In April 1839, Williams accompanied police and Aboriginal trackers, including Kadlitpinna, as interpreter on an expedition to the Lyndoch Valley area to the north of Adelaide, to bring murderers of a shepherd called Duffield to justice. Williams' account of the expedition was published in the South Australian Gazette and Colonial Register in May.

==Career as merchant and brewer==
===Hindley Street hotels===
Williams was the second person in the Province of South Australia to hold a liquor licence, applying for two licences on 16 June 1837 (one for wine, beer and other malt liquors, and the other for spirits), and probably the third brewer (the first two being Anthony Lillyman and then John Warren). He first purchased the eastern moiety of Town Acre 74, in Hindley Street in May 1838, opening a pub called the Grazier's Hotel. He then started trading in cattle, and also did business in timber and land, and then engaged his brother-in-law Edward Catchlove built a grander establishment named the Victoria Hotel.

This was replaced a year later by an even more upmarket establishment of the same name built over the road on a portion of Town Acre 51 (on the northern side, now no. 94 Hindley Street) and opened in March 1840. The earlier building was sold to the South Australian Club, a private gentlemen's club for the elite, for £2200, and was later the Club House Hotel.

In December 1939 Williams announced in the South Australian Record that the opening of the new hotel was imminent, "for the accommodation of families and gentlemen arriving in the colony, and where every possible attention will be paid to the comfort of those who may honour him with their patronage. The hotel will consist of one large public diningroom, three smaller ones private, several double and single bed-rooms, subscription billiard-room, most comfortable, airy, and extensive livery stables, stockyard, etc. N.B. The stable is now open for the reception of horses. There is a plentiful supply of hay and corn, and a most experienced groom, who is well known to most of the colonists".

The Victoria Hotel was later owned and run by "Mrs.
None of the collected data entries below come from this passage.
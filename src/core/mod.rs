// Domain-layer modules and shared errors/models
pub mod scoring {
    pub use crate::scoring::*;
}

pub mod models {
    pub use crate::models::*;
}

pub mod validation {
    pub use crate::validation::*;
}

pub mod errors {
    pub use crate::errors::*;
}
G. Taylor", niece of Jane Williams (née Catchlove), for at least 30 years after taking it over in 1876.

===Walkerville Brewery===

After leasing out the new Victoria, Williams traded in real estate on the Adelaide plains, building enough capital to build the Walkerville Brewery in 1847. The brewery was co-founded with William Colyer, but the partnership was dissolved late the same year, and Colyer returned to England. Williams commissioned architect Thomas Price in 1846 to erect buildings in Fuller Street, including malthouse, store and other buildings. Williams was found insolvent 1851, but only had his certificate annulled in 1853.

===Church===
Williams gained notoriety in 1851 for his obstruction to the formation of the Walkerville Anglican Church committee, although according to the church website, Williams gave the land on which the church was built in 1848.

==Family==
Williams married Jane Catchlove (c.1811 – 20 April 1885) on 2 July 1837. Jane arrived in South Australia in November 1836 aboard with her father Edward William Catchlove and three brothers and sisters. Henry Catchlove of Hindmarsh Brewery was an uncle.

William and Jane had eight children, including:
- William Huey Williams, who was educated at Adelaide Educational Institution and St Peter's College, Adelaide, was admitted to the Royal College of Surgeons of England in June 1873, passed his exams in anatomy in 1875, and, after studying there, became Resident House Physician at the Royal Infirmary Liverpool; and
- Mary Laura Williams (1845 – 13 November 1880), their third daughter who married Thomas Moseley, son of Henry Moseley of Glenelg, on 25 October 1877.

The newspaper announcement of Mary's marriage says that she was "niece to the late Colonel Richardson Williams Huey".

==Death==
Williams died on 26 April 1858 in Sturt Street, destitute. A subscription organised to benefit his widow and seven remaining children was well patronised.